**GIVEN RECORDS**

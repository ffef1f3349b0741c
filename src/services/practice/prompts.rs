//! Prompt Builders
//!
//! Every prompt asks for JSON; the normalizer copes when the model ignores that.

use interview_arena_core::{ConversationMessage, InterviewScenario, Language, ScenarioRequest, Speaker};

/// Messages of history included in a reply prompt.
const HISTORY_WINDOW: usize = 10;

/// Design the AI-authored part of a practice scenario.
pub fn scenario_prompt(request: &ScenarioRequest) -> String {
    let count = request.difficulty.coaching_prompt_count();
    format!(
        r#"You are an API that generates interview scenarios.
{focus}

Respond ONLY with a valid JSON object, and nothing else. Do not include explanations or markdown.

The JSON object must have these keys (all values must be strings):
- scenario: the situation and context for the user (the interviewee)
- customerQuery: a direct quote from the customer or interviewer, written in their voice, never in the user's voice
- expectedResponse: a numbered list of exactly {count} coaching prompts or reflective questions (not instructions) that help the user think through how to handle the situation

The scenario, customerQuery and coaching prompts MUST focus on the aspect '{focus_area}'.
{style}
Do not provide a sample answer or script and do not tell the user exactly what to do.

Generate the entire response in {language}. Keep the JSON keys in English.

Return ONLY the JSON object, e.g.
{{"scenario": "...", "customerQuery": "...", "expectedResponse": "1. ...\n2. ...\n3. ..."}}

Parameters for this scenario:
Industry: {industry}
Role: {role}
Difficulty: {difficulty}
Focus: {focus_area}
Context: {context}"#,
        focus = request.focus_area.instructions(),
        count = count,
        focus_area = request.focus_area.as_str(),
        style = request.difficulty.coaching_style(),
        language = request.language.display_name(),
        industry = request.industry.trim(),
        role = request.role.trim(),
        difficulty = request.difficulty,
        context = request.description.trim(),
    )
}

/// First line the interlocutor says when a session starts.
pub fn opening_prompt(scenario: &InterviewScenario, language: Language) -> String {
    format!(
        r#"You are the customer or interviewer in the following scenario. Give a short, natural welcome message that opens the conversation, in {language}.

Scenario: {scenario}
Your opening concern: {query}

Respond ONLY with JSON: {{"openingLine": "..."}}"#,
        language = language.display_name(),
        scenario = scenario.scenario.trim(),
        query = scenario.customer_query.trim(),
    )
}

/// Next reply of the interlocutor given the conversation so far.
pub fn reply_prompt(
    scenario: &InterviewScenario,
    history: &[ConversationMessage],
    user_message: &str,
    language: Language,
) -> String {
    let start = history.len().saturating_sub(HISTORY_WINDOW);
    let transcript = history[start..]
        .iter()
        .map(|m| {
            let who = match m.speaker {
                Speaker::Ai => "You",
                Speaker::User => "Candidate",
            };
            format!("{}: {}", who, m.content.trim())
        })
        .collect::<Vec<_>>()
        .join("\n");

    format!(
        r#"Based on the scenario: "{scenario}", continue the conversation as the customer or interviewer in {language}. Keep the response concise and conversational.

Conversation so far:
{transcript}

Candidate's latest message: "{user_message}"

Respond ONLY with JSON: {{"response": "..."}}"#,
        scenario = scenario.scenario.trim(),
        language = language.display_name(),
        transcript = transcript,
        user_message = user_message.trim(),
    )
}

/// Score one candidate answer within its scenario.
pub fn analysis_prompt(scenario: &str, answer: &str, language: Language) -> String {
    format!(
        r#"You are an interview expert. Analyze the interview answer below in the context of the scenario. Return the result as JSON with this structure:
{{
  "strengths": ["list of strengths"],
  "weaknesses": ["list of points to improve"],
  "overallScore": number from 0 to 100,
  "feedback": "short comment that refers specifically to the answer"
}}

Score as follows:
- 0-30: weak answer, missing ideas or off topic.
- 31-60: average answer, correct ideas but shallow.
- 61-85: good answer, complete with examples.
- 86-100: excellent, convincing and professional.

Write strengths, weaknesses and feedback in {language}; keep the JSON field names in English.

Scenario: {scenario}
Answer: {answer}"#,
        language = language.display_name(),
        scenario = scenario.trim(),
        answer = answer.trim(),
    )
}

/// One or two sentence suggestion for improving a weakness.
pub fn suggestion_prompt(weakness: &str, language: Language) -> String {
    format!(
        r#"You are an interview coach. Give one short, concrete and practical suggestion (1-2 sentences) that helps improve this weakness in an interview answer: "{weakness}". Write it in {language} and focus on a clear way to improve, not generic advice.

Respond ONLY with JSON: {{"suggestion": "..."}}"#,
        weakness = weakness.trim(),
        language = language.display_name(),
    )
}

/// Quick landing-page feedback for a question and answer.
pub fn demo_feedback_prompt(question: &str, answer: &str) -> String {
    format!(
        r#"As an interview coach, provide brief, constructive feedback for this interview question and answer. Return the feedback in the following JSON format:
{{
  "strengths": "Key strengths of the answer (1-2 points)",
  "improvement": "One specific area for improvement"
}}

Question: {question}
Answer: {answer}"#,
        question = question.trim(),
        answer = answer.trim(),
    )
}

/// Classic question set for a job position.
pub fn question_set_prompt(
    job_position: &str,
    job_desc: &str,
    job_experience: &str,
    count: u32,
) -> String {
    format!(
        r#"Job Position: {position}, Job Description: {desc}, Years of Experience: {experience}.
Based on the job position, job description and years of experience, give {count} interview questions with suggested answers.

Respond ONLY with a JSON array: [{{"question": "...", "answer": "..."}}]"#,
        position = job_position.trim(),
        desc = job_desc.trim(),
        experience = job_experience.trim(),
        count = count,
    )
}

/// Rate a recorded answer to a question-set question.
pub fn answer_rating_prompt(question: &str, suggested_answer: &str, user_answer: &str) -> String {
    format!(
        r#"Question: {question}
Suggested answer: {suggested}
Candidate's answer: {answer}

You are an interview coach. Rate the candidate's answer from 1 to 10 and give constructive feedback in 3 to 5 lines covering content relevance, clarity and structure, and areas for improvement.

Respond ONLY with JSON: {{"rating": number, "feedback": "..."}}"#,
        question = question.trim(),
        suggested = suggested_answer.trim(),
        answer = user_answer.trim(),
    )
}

--

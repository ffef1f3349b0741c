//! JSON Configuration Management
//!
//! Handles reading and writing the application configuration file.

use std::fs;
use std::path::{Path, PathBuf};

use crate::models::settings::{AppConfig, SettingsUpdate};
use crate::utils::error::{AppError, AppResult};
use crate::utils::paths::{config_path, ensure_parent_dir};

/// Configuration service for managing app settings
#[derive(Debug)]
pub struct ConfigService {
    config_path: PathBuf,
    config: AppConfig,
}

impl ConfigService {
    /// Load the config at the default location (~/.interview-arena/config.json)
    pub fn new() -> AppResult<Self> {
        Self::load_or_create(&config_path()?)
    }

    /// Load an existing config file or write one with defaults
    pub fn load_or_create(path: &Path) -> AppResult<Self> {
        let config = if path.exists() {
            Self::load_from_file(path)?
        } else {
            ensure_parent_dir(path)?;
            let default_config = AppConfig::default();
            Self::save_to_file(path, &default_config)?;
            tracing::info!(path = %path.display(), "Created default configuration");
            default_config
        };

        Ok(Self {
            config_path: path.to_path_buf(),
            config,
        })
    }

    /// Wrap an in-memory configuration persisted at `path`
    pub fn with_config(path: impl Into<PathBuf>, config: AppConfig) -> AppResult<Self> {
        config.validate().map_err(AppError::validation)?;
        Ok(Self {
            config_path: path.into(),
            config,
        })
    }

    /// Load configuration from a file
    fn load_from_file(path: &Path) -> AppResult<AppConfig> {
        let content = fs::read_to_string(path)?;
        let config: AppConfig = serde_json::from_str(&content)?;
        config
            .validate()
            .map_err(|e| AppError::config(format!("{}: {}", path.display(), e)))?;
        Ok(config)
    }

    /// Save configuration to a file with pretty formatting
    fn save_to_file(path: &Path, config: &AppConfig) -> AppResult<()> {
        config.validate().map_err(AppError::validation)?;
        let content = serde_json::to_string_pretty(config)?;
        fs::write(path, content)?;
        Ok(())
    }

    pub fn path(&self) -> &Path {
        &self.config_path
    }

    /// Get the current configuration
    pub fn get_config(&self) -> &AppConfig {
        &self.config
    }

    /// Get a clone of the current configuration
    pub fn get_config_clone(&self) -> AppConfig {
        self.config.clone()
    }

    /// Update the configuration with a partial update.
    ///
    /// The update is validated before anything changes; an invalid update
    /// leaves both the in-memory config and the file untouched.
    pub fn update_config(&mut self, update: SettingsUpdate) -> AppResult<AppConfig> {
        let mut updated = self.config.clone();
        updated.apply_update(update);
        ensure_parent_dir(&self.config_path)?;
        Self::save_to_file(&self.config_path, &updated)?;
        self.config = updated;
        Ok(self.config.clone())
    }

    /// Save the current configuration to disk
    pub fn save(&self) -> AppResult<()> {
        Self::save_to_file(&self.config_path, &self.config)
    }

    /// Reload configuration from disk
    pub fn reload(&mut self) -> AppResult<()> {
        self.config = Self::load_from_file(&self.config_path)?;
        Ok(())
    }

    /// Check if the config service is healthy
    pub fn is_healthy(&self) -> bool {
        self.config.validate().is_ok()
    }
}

**PROMPT**
Show every line in the records above that contains the word "weaknesses".

**PROBLEM SOLUTION**
  "weaknesses": ["list of points to improve"],
Write strengths, weaknesses and feedback in {language}; keep the JSON field names in English.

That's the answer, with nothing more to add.